La Géopolitique de l’émotion
La Géopolitique de l’émotion
Ce petit livre, souvent écrit à la première personne, pourrait passer pour testament si l’on ne savait Dominique Moïsi trop jeune pour nous en livrer un. Prenons-le donc pour un rapport d’étape. Ce n’est pas une thèse que celui-ci présente, mais un regard nouveau sur la géopolitique : les émotions populaires servent ici de lunettes. Simplifiant à dessein, l’auteur en distingue trois, géographiquement situées : l’espoir est en Asie, l’humiliation dans le monde arabo-musulman, la peur en Occident.
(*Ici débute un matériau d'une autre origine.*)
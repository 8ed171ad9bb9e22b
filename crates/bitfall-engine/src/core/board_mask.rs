use std::{
    fmt::Write as _,
    ops::{BitAnd, BitAndAssign, BitOr, BitOrAssign, Not},
};

use serde::{Deserialize, Serialize};

use super::{BOARD_HEIGHT, BOARD_WIDTH, CELL_COUNT, SIGNED_BOARD_WIDTH, piece::PiecePattern};

const WORD_BITS: usize = u64::BITS as usize;
const WORDS: usize = CELL_COUNT.div_ceil(WORD_BITS);
// Bits of the last word that map onto board cells; the rest must stay zero.
const LAST_WORD_MASK: u64 = {
    let used = CELL_COUNT - WORD_BITS * (WORDS - 1);
    if used == WORD_BITS {
        u64::MAX
    } else {
        (1 << used) - 1
    }
};
const ROW_MASK: u64 = (1 << BOARD_WIDTH) - 1;

/// Board-sized occupancy surface.
///
/// The board is a linear bit array of `BOARD_WIDTH * BOARD_HEIGHT` cells where cell
/// `(row, col)` lives at bit `row * BOARD_WIDTH + col`. Row 0 is the top of the board, so
/// "moving down one row" is a left shift by `BOARD_WIDTH`.
///
/// Bits are packed little-endian into `u64` words. Bits past the last cell are never set:
/// every operation that can produce them truncates.
///
/// # Example
///
/// ```
/// use bitfall_engine::{BOARD_WIDTH, BoardMask};
///
/// let mut mask = BoardMask::EMPTY;
/// mask.set(3);
/// let below = mask.shifted(BOARD_WIDTH as isize);
/// assert!(below.is_occupied(3 + BOARD_WIDTH));
/// assert_eq!(below.count_ones(), 1);
/// ```
#[derive(Debug, Default, Clone, Copy, PartialEq, Eq, Hash)]
pub struct BoardMask {
    words: [u64; WORDS],
}

impl BoardMask {
    pub const EMPTY: Self = Self { words: [0; WORDS] };

    const fn from_low_word(word: u64) -> Self {
        let mut words = [0; WORDS];
        words[0] = word;
        Self { words }
    }

    /// Mask with every cell whose index is below `n` set.
    fn low_bits(n: usize) -> Self {
        let mut words = [0; WORDS];
        for (i, word) in words.iter_mut().enumerate() {
            let start = i * WORD_BITS;
            if n >= start + WORD_BITS {
                *word = u64::MAX;
            } else if n > start {
                *word = (1 << (n - start)) - 1;
            }
        }
        Self { words }.truncated()
    }

    /// Mask covering every cell of `row`.
    #[must_use]
    pub fn row_mask(row: usize) -> Self {
        assert!(row < BOARD_HEIGHT, "row {row} out of range");
        Self::from_low_word(ROW_MASK).shl(row * BOARD_WIDTH)
    }

    fn truncated(mut self) -> Self {
        self.words[WORDS - 1] &= LAST_WORD_MASK;
        self
    }

    #[must_use]
    pub fn is_empty(&self) -> bool {
        self.words.iter().all(|w| *w == 0)
    }

    #[must_use]
    pub fn count_ones(&self) -> u32 {
        self.words.iter().map(|w| w.count_ones()).sum()
    }

    #[must_use]
    pub fn intersects(&self, other: &Self) -> bool {
        self.words.iter().zip(&other.words).any(|(a, b)| a & b != 0)
    }

    /// Returns whether the cell at linear `index` is set.
    ///
    /// Indices outside the board read as empty.
    #[must_use]
    pub fn is_occupied(&self, index: usize) -> bool {
        if index >= CELL_COUNT {
            return false;
        }
        self.words[index / WORD_BITS] & (1 << (index % WORD_BITS)) != 0
    }

    /// Sets the cell at linear `index`.
    pub fn set(&mut self, index: usize) {
        assert!(index < CELL_COUNT, "cell index {index} out of range");
        self.words[index / WORD_BITS] |= 1 << (index % WORD_BITS);
    }

    /// Returns the `BOARD_WIDTH` bits of `row`, column 0 in the least significant bit.
    #[must_use]
    pub fn row_bits(&self, row: usize) -> u16 {
        assert!(row < BOARD_HEIGHT, "row {row} out of range");
        (self.shr(row * BOARD_WIDTH).words[0] & ROW_MASK) as u16
    }

    #[must_use]
    pub fn is_row_full(&self, row: usize) -> bool {
        u64::from(self.row_bits(row)) == ROW_MASK
    }

    /// Shifts every cell by `offset` linear positions.
    ///
    /// A positive offset moves cells toward higher indices (right, then down); a negative offset
    /// shifts the other way by the same magnitude. Cells pushed past either end are dropped.
    #[must_use]
    pub fn shifted(self, offset: isize) -> Self {
        if offset >= 0 {
            self.shl(offset.unsigned_abs())
        } else {
            self.shr(offset.unsigned_abs())
        }
    }

    fn shl(self, n: usize) -> Self {
        if n >= CELL_COUNT {
            return Self::EMPTY;
        }
        let (word_shift, bit_shift) = (n / WORD_BITS, n % WORD_BITS);
        let mut words = [0; WORDS];
        for i in word_shift..WORDS {
            let src = i - word_shift;
            words[i] = self.words[src] << bit_shift;
            if bit_shift > 0 && src > 0 {
                words[i] |= self.words[src - 1] >> (WORD_BITS - bit_shift);
            }
        }
        Self { words }.truncated()
    }

    fn shr(self, n: usize) -> Self {
        if n >= CELL_COUNT {
            return Self::EMPTY;
        }
        let (word_shift, bit_shift) = (n / WORD_BITS, n % WORD_BITS);
        let mut words = [0; WORDS];
        for i in 0..WORDS - word_shift {
            let src = i + word_shift;
            words[i] = self.words[src] >> bit_shift;
            if bit_shift > 0 && src + 1 < WORDS {
                words[i] |= self.words[src + 1] << (WORD_BITS - bit_shift);
            }
        }
        Self { words }
    }

    /// Removes `row` and moves every row above it down by one.
    ///
    /// Rows below `row` are untouched and row 0 becomes empty.
    #[must_use]
    pub fn collapse_row(self, row: usize) -> Self {
        assert!(row < BOARD_HEIGHT, "row {row} out of range");
        let above = self & Self::low_bits(row * BOARD_WIDTH);
        let below = self & !Self::low_bits((row + 1) * BOARD_WIDTH);
        below | above.shl(BOARD_WIDTH)
    }

    /// Reads back the 4×4 window anchored at `(x, y)`.
    ///
    /// Uses the same `(y + r) * BOARD_WIDTH + (x + c)` addressing as
    /// [`PiecePattern::to_board_mask`]; cells addressing outside the board read as empty.
    #[must_use]
    pub fn extract_pattern(&self, x: i32, y: i32) -> PiecePattern {
        let mut bits = 0u16;
        for r in 0..4 {
            for c in 0..4 {
                let index = (y + r) * SIGNED_BOARD_WIDTH + (x + c);
                if let Ok(index) = usize::try_from(index)
                    && self.is_occupied(index)
                {
                    bits |= 1 << (r * 4 + c);
                }
            }
        }
        PiecePattern::from_bits(bits)
    }

    /// Creates a mask from ASCII art, for tests and fixtures.
    ///
    /// `#` is an occupied cell and `.` an empty one; each line must hold exactly
    /// `BOARD_WIDTH` cells. Lines are given top to bottom and are aligned to the bottom of the
    /// board, so a three-line picture describes rows 13 to 15.
    #[must_use]
    pub fn from_ascii(art: &str) -> Self {
        let lines: Vec<&str> = art.lines().filter(|line| !line.trim().is_empty()).collect();
        assert!(
            lines.len() <= BOARD_HEIGHT,
            "at most {BOARD_HEIGHT} rows expected, got {}",
            lines.len()
        );
        let top = BOARD_HEIGHT - lines.len();
        let mut mask = Self::EMPTY;
        for (i, line) in lines.iter().enumerate() {
            let cells: Vec<char> = line.chars().filter(|c| *c == '#' || *c == '.').collect();
            assert_eq!(
                cells.len(),
                BOARD_WIDTH,
                "each row must have exactly {BOARD_WIDTH} cells, got {} at line {i}",
                cells.len()
            );
            for (col, _) in cells.iter().enumerate().filter(|(_, c)| **c == '#') {
                mask.set((top + i) * BOARD_WIDTH + col);
            }
        }
        mask
    }
}

impl BitOr for BoardMask {
    type Output = Self;

    fn bitor(mut self, rhs: Self) -> Self {
        self |= rhs;
        self
    }
}

impl BitOrAssign for BoardMask {
    fn bitor_assign(&mut self, rhs: Self) {
        for (a, b) in self.words.iter_mut().zip(rhs.words) {
            *a |= b;
        }
    }
}

impl BitAnd for BoardMask {
    type Output = Self;

    fn bitand(mut self, rhs: Self) -> Self {
        self &= rhs;
        self
    }
}

impl BitAndAssign for BoardMask {
    fn bitand_assign(&mut self, rhs: Self) {
        for (a, b) in self.words.iter_mut().zip(rhs.words) {
            *a &= b;
        }
    }
}

impl Not for BoardMask {
    type Output = Self;

    fn not(mut self) -> Self {
        for w in &mut self.words {
            *w = !*w;
        }
        self.truncated()
    }
}

impl Serialize for BoardMask {
    fn serialize<S>(&self, serializer: S) -> Result<S::Ok, S::Error>
    where
        S: serde::Serializer,
    {
        // Format: "000,000,...,3ff" (one 3-digit hex value per row, top to bottom)
        let mut hex_string = String::with_capacity(BOARD_HEIGHT * 4);
        for row in 0..BOARD_HEIGHT {
            if row > 0 {
                hex_string.push(',');
            }
            write!(&mut hex_string, "{:03x}", self.row_bits(row)).map_err(serde::ser::Error::custom)?;
        }
        serializer.serialize_str(&hex_string)
    }
}

impl<'de> Deserialize<'de> for BoardMask {
    fn deserialize<D>(deserializer: D) -> Result<Self, D::Error>
    where
        D: serde::Deserializer<'de>,
    {
        let s = String::deserialize(deserializer)?;

        let parts: Vec<&str> = s.split(',').collect();
        if parts.len() != BOARD_HEIGHT {
            return Err(serde::de::Error::custom(format!(
                "expected {BOARD_HEIGHT} comma-separated hex values, got {}",
                parts.len()
            )));
        }

        let mut mask = Self::EMPTY;
        for (row, hex_str) in parts.iter().enumerate() {
            let bits = u64::from_str_radix(hex_str, 16).map_err(|e| {
                serde::de::Error::custom(format!("invalid hex at row {row}: {hex_str} ({e})"))
            })?;
            if bits & !ROW_MASK != 0 {
                return Err(serde::de::Error::custom(format!(
                    "row {row} has bits outside the board: {hex_str}"
                )));
            }
            mask |= Self::from_low_word(bits).shl(row * BOARD_WIDTH);
        }
        Ok(mask)
    }
}
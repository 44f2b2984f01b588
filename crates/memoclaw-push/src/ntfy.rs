//! ntfy client — attachment upload + notification publish.

use serde::Deserialize;
use std::time::{Duration, SystemTime, UNIX_EPOCH};

use memoclaw_core::error::{MemoClawError, Result};

/// Timeout for the publish POST.
const PUBLISH_TIMEOUT: Duration = Duration::from_secs(10);
/// Timeout for attachment uploads.
const UPLOAD_TIMEOUT: Duration = Duration::from_secs(30);

/// ntfy server client.
pub struct NtfyClient {
    base_url: String,
    client: reqwest::Client,
}

/// Optional basic auth for a protected ntfy server.
#[derive(Debug, Clone)]
pub struct PushAuth {
    pub username: String,
    pub password: String,
}

/// One rendered notification, ready to publish.
#[derive(Debug, Clone)]
pub struct PushMessage {
    pub title: String,
    pub body: String,
    /// Comma-separated ntfy tags.
    pub tags: String,
    pub priority: String,
    pub click: Option<String>,
}

impl NtfyClient {
    pub fn new(base_url: &str) -> Self {
        Self {
            base_url: base_url.trim_end_matches('/').to_string(),
            client: reqwest::Client::new(),
        }
    }

    /// Upload thumbnail bytes if given, then publish. The upload is best
    /// effort — a refused attachment still lets the message go out.
    pub async fn send(
        &self,
        topic: &str,
        message: &PushMessage,
        thumbnail: Option<&[u8]>,
        auth: Option<&PushAuth>,
    ) -> Result<()> {
        let mut attach_url = None;
        if let Some(data) = thumbnail {
            attach_url = self.upload_attachment(data, "memory.jpg", auth).await?;
        }
        self.publish(topic, message, attach_url.as_deref(), auth)
            .await
    }

    /// PUT bytes to an ephemeral topic; ntfy answers with a hosted URL.
    /// Any non-200 answer means "no attachment", not failure.
    pub async fn upload_attachment(
        &self,
        data: &[u8],
        filename: &str,
        auth: Option<&PushAuth>,
    ) -> Result<Option<String>> {
        let topic = ephemeral_topic();
        let mut req = self
            .client
            .put(format!("{}/{topic}", self.base_url))
            .header("Filename", filename)
            .body(data.to_vec())
            .timeout(UPLOAD_TIMEOUT);
        if let Some(auth) = auth {
            req = req.basic_auth(&auth.username, Some(&auth.password));
        }
        let resp = req
            .send()
            .await
            .map_err(|e| MemoClawError::Upstream(format!("attachment upload failed: {e}")))?;

        if resp.status() != reqwest::StatusCode::OK {
            tracing::warn!("⚠️ Attachment upload refused ({})", resp.status());
            return Ok(None);
        }
        let body: UploadResponse = resp
            .json()
            .await
            .map_err(|e| MemoClawError::Upstream(format!("invalid upload response: {e}")))?;
        Ok(body.attachment.and_then(|a| a.url))
    }

    /// POST the notification to the user's topic.
    pub async fn publish(
        &self,
        topic: &str,
        message: &PushMessage,
        attach_url: Option<&str>,
        auth: Option<&PushAuth>,
    ) -> Result<()> {
        let mut req = self
            .client
            .post(format!("{}/{topic}", self.base_url))
            .header("Title", header_value(&message.title))
            .header("Tags", message.tags.as_str())
            .header("Priority", message.priority.as_str())
            .body(message.body.clone().into_bytes())
            .timeout(PUBLISH_TIMEOUT);
        if let Some(click) = &message.click {
            req = req.header("Click", click.as_str());
        }
        if let Some(url) = attach_url {
            req = req.header("Attach", url);
        }
        if let Some(auth) = auth {
            req = req.basic_auth(&auth.username, Some(&auth.password));
        }

        let resp = req
            .send()
            .await
            .map_err(|e| MemoClawError::Upstream(format!("publish failed: {e}")))?;
        if !resp.status().is_success() {
            let status = resp.status();
            let body = resp.text().await.unwrap_or_default();
            return Err(MemoClawError::Upstream(format!(
                "ntfy error {status}: {body}"
            )));
        }
        tracing::debug!("📨 Published to topic {topic}");
        Ok(())
    }
}

/// HTTP header values must stay ASCII — percent-encode anything else.
fn header_value(s: &str) -> String {
    if s.is_ascii() {
        s.to_string()
    } else {
        urlencoding::encode(s).into_owned()
    }
}

/// Throwaway upload topic, unique enough for concurrent slot runs.
fn ephemeral_topic() -> String {
    let t = SystemTime::now()
        .duration_since(UNIX_EPOCH)
        .unwrap_or_default();
    format!("upload-{:x}-{:04x}", t.as_secs(), rand::random::<u16>())
}

#[derive(Debug, Deserialize)]
struct UploadResponse {
    #[serde(default)]
    attachment: Option<UploadAttachment>,
}

#[derive(Debug, Deserialize)]
struct UploadAttachment {
    #[serde(default)]
    url: Option<String>,
}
L’Asie – ou plus précisément « la Chininde » – vivrait dans l’espérance, rêvant de rattraper l’Occident en sa réussite matérielle. « Enrichissez-vous ! » disent, après notre Guizot, les dirigeants actuels de l’empire du Milieu. Pareillement en Inde, où Gandhi est bien mort. Les musulmans ont, eux, deux bonnes raisons de se sentir humiliés : la décrépitude de leur civilisation, la réussite opposée d’Israël. « Débordant de vitalité », l’islam ne sait qu’en faire et la rue arabe applaudit les terroristes suicidaires. L’Occident enfin « ne donne plus le la ». Conscient de son déclin, de la montée des « espérants » et de la menace des humiliés, tout est bon à nourrir sa peur, concurrence, immigration, Turquie à ses portes.
L’auteur ne s’en tient certes pas à cette simplification séduisante. Il la complique de quelques « inclassables » – Russie, Israël, Afrique, Amérique latine – en un chapitre qui est peut-être le meilleur du livre. Il termine par une vue d’avenir, schématisée en deux scénarios extrêmes, l’un catastrophique, l’autre paradisiaque.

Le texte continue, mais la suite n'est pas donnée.